For an easy-operating fork with good alignment and resistance to side forces, you want a lot of distance between the slider at the seal and the piston end. A lot of "overlapping distance" where the male is inside the female for a longer overlapping distance. Without it being a really long extended chopper-like front end...

On a right-side-up normal fork, the outer female and inner male only overlap for a short distance, and when the fork is fully extended that's a VERY short distance. Effectively, the length of the active overlapping working part of the fork is ALL located below the lower triple clamp. The area of the fork between the lower triple clamp and the upper triple clamp is pretty much useless wasted space as far as just how the tubes interact. A right-side-up is like a short fork below the tree, with steel handles sticking up above.

But an upside-down fork can have really long male and female, with lot of overlapping length! The area inside the triple-tree is a fully-useful area of the fork. The inner male can be inside the upper female without being limited by the lower triple clamp. On a RSU the lower will smash into the lower triple clamp, the clamp limits the travel and overlap.

For instance, let's exaggerate.
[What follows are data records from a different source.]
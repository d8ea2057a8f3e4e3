//! Static fragment sources used across harnesses.
//!
//! The valid fixtures are trimmed copies of real generated output (a camera
//! calibration project documented with Doxygen); the malformed ones each
//! break the format in exactly one way.

use std::path::Path;

/// An `all_*` fragment: page, file, and member records, including a
/// multi-target overload (`calibration_3`) and HTML entities in labels.
pub const FRAGMENT_ALL_C: &str = r#"var searchData=
[
  ['calib_0',['Calib',['../md_README.html',1,'']]],
  ['calibrate_2',['calibrate',['../classCalibration.html#a0575',1,'Calibration']]],
  ['calibration_3',['Calibration',['../classCalibration.html',1,'Calibration'],['../classCalibration.html#a4fd6',1,'Calibration::Calibration(const std::string &amp;dictionaryName)']]],
  ['camera_8',['Camera',['../classCamera.html',1,'Camera'],['../classCamera.html#a01f9',1,'Camera::Camera()']]],
  ['capture_13',['capture',['../classCamera.html#a813d',1,'Camera']]],
  ['close_21',['close',['../classCamCv.html#abecc',1,'CamCv::close()'],['../classCamera.html#a8988',1,'Camera::close()']]]
];
"#;

/// An `all_*` fragment for a different slot (keys starting with `u`).
pub const FRAGMENT_ALL_U: &str = r#"var searchData=
[
  ['unbind_0',['unbind',['../classgg_1_1GgTexture.html#a0694',1,'gg::GgTexture::unbind()'],['../classgg_1_1GgBuffer.html#a83a3',1,'gg::GgBuffer::unbind()']]],
  ['unmap_4',['unmap',['../classBuffer.html#a9b26',1,'Buffer::unmap()']]],
  ['update_6',['update',['../classFramebuffer.html#a145a',1,'Framebuffer::update(const std::array&lt; int, 2 &gt; &amp;size)']]],
  ['use_8',['use',['../classgg_1_1GgShader.html#a3605',1,'gg::GgShader']]]
];
"#;

/// The `functions_*` family covering the same symbols as
/// [`FRAGMENT_ALL_C`] under independently numbered keys.
pub const FRAGMENT_FUNCTIONS_C: &str = r#"var searchData=
[
  ['calibrate_0',['calibrate',['../classCalibration.html#a0575',1,'Calibration']]],
  ['capture_1',['capture',['../classCamera.html#a813d',1,'Camera']]],
  ['close_2',['close',['../classCamCv.html#abecc',1,'CamCv::close()']]]
];
"#;

/// A regenerated version of [`FRAGMENT_ALL_C`]: same keys, diverging
/// anchors — the duplicate-file artifact the merge policy has to absorb.
pub const FRAGMENT_ALL_C_REGEN: &str = r#"var searchData=
[
  ['calib_0',['Calib',['../md_README.html',1,'']]],
  ['calibrate_2',['calibrate',['../classCalibration.html#ffff',1,'Calibration']]],
  ['camera_8',['Camera',['../classCamera.html',1,'Camera']]]
];
"#;

// ---------------------------------------------------------------------------
// Malformed fragments
// ---------------------------------------------------------------------------

/// A record whose payload has a name but no targets.
pub const MALFORMED_NO_TARGETS: &str = "var searchData=[['calib_0',['Calib']]];";

/// A record that is an empty array.
pub const MALFORMED_EMPTY_RECORD: &str = "var searchData=[[]];";

/// Input that ends in the middle of a string literal.
pub const MALFORMED_TRUNCATED: &str = "var searchData=[['calib_0',['Cal";

/// A string literal with an escape the format never produces.
pub const MALFORMED_BAD_ESCAPE: &str = r"var searchData=[['k_0',['n\q',['u',1,'']]]];";

/// A target with the label field missing.
pub const MALFORMED_SHORT_TARGET: &str = "var searchData=[['k_0',['n',['../u.html',1]]]];";

/// Content after the closing `];`.
pub const MALFORMED_TRAILING_GARBAGE: &str = "var searchData=[]; var other=[];";

// ---------------------------------------------------------------------------
// Search-directory fixtures
// ---------------------------------------------------------------------------

/// Lay out a realistic `search/` directory under `root/html`, including the
/// auxiliary files a Doxygen build drops next to the fragments. Returns the
/// search dir path.
pub fn write_search_dir(root: &Path) -> std::path::PathBuf {
    let search = root.join("html").join("search");
    std::fs::create_dir_all(&search).unwrap();

    std::fs::write(search.join("all_3.js"), FRAGMENT_ALL_C).unwrap();
    std::fs::write(search.join("all_13.js"), FRAGMENT_ALL_U).unwrap();
    std::fs::write(search.join("functions_3.js"), FRAGMENT_FUNCTIONS_C).unwrap();
    std::fs::write(search.join("search.js"), "/* search widget runtime */").unwrap();
    std::fs::write(search.join("nomatches.html"), "<html></html>").unwrap();

    search
}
If your fork needed to have the sliders overlap at least 14 inches at all times, and you wanted 6 inches of travel, and your triple tree was 10 inches between upper and lower clamps.
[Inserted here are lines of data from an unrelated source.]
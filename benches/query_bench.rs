#![allow(unused)]
//! Index build and query benchmarks.
//!
//! The prefix scan must stay interactive at every keystroke in the TUI, so
//! the targets here are per-keystroke budgets, not batch throughput.
//!
//! # Groups
//!
//! | Group | What it measures |
//! |-------|-----------------|
//! | `build` | Merge + sort + FST construction as the index grows |
//! | `query/prefix_scan` | FST range scan: hit, miss, and full-iteration cases |
//! | `query/substring_scan` | Linear substring scan over the entry table |
//!
//! # Key performance targets (aspirational, not enforced in CI)
//!
//! - Prefix scan over a 100k-key index: well under 1 ms per keystroke
//! - Substring scan over 100k keys: < 10 ms
//!
//! # Viewing results
//!
//! ```sh
//! cargo bench --bench query_bench
//! open target/criterion/report/index.html
//! ```

use criterion::{criterion_group, criterion_main, BenchmarkId, Criterion, Throughput};
use doxidx_core::{Index, IndexEntry, Target};
use std::hint::black_box;

/// Deterministic corpus of `n` entries with realistic key shapes.
fn corpus(n: usize) -> Vec<IndexEntry> {
    const STEMS: &[&str] = &[
        "bind", "calibrate", "capture", "close", "copy", "create", "draw", "load", "unbind",
        "update",
    ];
    (0..n)
        .map(|i| {
            let stem = STEMS[i % STEMS.len()];
            IndexEntry {
                key: format!("{stem}{}_{}", i / STEMS.len(), i % 10),
                name: stem.to_string(),
                targets: vec![Target::new(format!("../class{stem}.html#a{i:04x}"), "")],
            }
        })
        .collect()
}

fn build_bench(c: &mut Criterion) {
    let mut group = c.benchmark_group("build");

    for size in [1_000usize, 10_000, 100_000] {
        let entries = corpus(size);
        group.throughput(Throughput::Elements(size as u64));
        group.bench_with_input(BenchmarkId::new("from_entries", size), &entries, |b, entries| {
            b.iter(|| black_box(Index::from_entries(entries.iter().cloned())))
        });
    }

    group.finish();
}

fn prefix_scan_bench(c: &mut Criterion) {
    let mut group = c.benchmark_group("query/prefix_scan");
    let index = Index::from_entries(corpus(100_000));

    // ~10% of the corpus matches.
    group.bench_function("hit_100k_index", |b| {
        b.iter(|| black_box(index.query("calibrate").count()))
    });

    group.bench_function("miss_100k_index", |b| {
        b.iter(|| black_box(index.query("zzz").count()))
    });

    // Empty prefix walks the entire index.
    group.bench_function("full_iteration_100k_index", |b| {
        b.iter(|| black_box(index.query("").count()))
    });

    group.finish();
}

fn substring_scan_bench(c: &mut Criterion) {
    let mut group = c.benchmark_group("query/substring_scan");
    let index = Index::from_entries(corpus(100_000));

    group.bench_function("hit_100k_index", |b| {
        b.iter(|| black_box(index.find("librate").count()))
    });

    group.bench_function("miss_100k_index", |b| {
        b.iter(|| black_box(index.find("zzz").count()))
    });

    group.finish();
}

criterion_group!(query_benches, build_bench, prefix_scan_bench, substring_scan_bench);
criterion_main!(query_benches);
A RSU fork would need to be at least 14+6+10 = 30 long fully extended, and 14+10 = 24 fully compressed with the female lower's seal smashed right against the lower triple clamp.

A USD fork would need to be at least 14+6 = 20 fully extended, and 14 fully compressed.

Big-ass difference!

So, that's why RSD forks often have the male and female overlapping for only a shorter distance.

And the triple clamps girp the larger female better than the smaller-diameter male.

The USD usually has more play, more clearance at the sliders, but on a RSU any play is multiplied by the length of the lower female and made worse by the short overlapping distance. The thin steel males bend more than the bigger stiff aluminum females too, so why have the springy part up-top with the fork length lever amplifying the motion from such springiness?

My BMW telelever achieves long overlap in a RSU by eliminating the lower triple clamp entirely (A-arm balljoint attached to the brace on the lowers instead moves with the fork, so the female lower lower can't ever smash into a lower triple clamp that's not there), and by using a very very long female lower. The entire length of the male is used.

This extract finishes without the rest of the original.